Coq8a−/− Purkinje Cells are Dysfunctional
Histological analysis of the central nervous system (CNS) revealed neither cerebellar atrophy nor gross CNS defects in Coq8a−/− mice throughout their life span. However, Coq8a−/− mice showed a specific defect in the cerebellar Purkinje cell (PC) layer, with the presence of dark shrunken neurons and patches of gaps in calbindin staining, suggesting neuronal degeneration (Figure 1E). Ultrastructural analysis demonstrated that ~10% of Coq8a−/− PCs were dark and shrunken, with dysmorphic nuclei and abnormal membrane structures (Figure 1F). Interestingly, most Coq8a−/− PCs also displayed a dilated and fragmented Golgi apparatus and dilated cisternae of ribosome-rich endoplasmic reticulum (Figures 1F and S1G). Consistent with an important function for COQ8A in PCs, Coq8a mRNA is abundant in the cerebellar PC layer (Figure S1H). Yet, PC mitochondria appear structurally normal (Figure S1G). Coq8a−/− cerebella also showed normal levels of PC-specific molecular markers and lacked apoptotic cells (Figures S1I and S1J), suggesting no massive PC loss, even at advanced stages of the disease.

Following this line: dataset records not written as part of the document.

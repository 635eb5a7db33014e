use thiserror::Error;

#[derive(Error, Debug)]
pub enum MatchingError {
    #[error("No knowledge records loaded for tradition: {0}")]
    EmptyKnowledge(String),
}

pub type MatchingResult<T> = Result<T, MatchingError>;

impl From<MatchingError> for error_common::TibbError {
    fn from(err: MatchingError) -> Self {
        match err {
            MatchingError::EmptyKnowledge(msg) => error_common::TibbError::EmptyKnowledge(msg),
        }
    }
}
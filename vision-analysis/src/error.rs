use thiserror::Error;

#[derive(Error, Debug)]
pub enum VisionError {
    #[error("Invalid input: {0}")]
    InvalidInput(String),

    #[error("Vision provider disabled by configuration")]
    Disabled,

    #[error("Provider error: {0}")]
    Provider(String),

    #[error("Provider server error: {0}")]
    ServerError(String),

    #[error("Provider timed out: {0}")]
    Timeout(String),

    #[error("Unparseable provider response: {0}")]
    Unparseable(String),

    #[error("Network error: {0}")]
    Network(#[from] reqwest::Error),

    #[error("Serialization error: {0}")]
    Serialization(#[from] serde_json::Error),
}

impl VisionError {
    /// Upstream timeouts and vendor 5xx responses get one retry
    pub fn is_retryable(&self) -> bool {
        matches!(
            self,
            VisionError::Timeout(_) | VisionError::ServerError(_) | VisionError::Network(_)
        )
    }
}

pub type VisionResult<T> = Result<T, VisionError>;

impl From<VisionError> for error_common::TibbError {
    fn from(err: VisionError) -> Self {
        match err {
            VisionError::InvalidInput(msg) => error_common::TibbError::InvalidInput(msg),
            VisionError::Serialization(e) => error_common::TibbError::Serialization(e.to_string()),
            other => error_common::TibbError::AnalyzerUnavailable(other.to_string()),
        }
    }
}
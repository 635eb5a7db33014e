// Logging macros
#[macro_export]
macro_rules! redacted_info {
    ($($arg:tt)*) => {
        tracing::info!($($arg)*)
    };
}

#[macro_export]
macro_rules! redacted_warn {
    ($($arg:tt)*) => {
        tracing::warn!($($arg)*)
    };
}

#[macro_export]
macro_rules! redacted_error {
    ($($arg:tt)*) => {
        tracing::error!($($arg)*)
    };
}
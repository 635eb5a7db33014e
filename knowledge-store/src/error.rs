use thiserror::Error;

#[derive(Error, Debug)]
pub enum KnowledgeError {
    #[error("Record not found: {0}")]
    NotFound(String),

    #[error("Duplicate record id: {0}")]
    DuplicateRecord(String),

    #[error("Invalid seed document: {0}")]
    InvalidSeed(String),

    #[error("Serialization error: {0}")]
    Serialization(#[from] serde_json::Error),
}

pub type KnowledgeResult<T> = Result<T, KnowledgeError>;

impl From<KnowledgeError> for error_common::TibbError {
    fn from(err: KnowledgeError) -> Self {
        match err {
            KnowledgeError::NotFound(msg) => error_common::TibbError::NotFound(msg),
            KnowledgeError::Serialization(e) => {
                error_common::TibbError::Serialization(e.to_string())
            }
            other => error_common::TibbError::Config(other.to_string()),
        }
    }
}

The electrophysiological function of PCs, which normally exhibit regular pacemaking action potentials (Hausser and Clark, 1997), was assessed by measuring spontaneous firing in acute cerebellar slices (Figure 1G). PCs from 3-month-old Coq8a−/− mice exhibited a significant increase in interspike interval (ISI), while the coefficient of variation between adjacent spikes (CV2) was normal (Figure 1G). A distribution analysis demonstrated that a significant proportion of Coq8a−/− PCs have high ISI values (>40) (Figure S1K). Interestingly, 8-month-old Coq8a−/− PCs exhibited a significant increase in CV2, while the ISI was normal (Figure 1G). Thus, Coq8a−/− PCs have altered pacemaker activity, with a progressive phenotype. Together, these results show that specific PC dysfunction underlies the Coq8a−/− ataxia.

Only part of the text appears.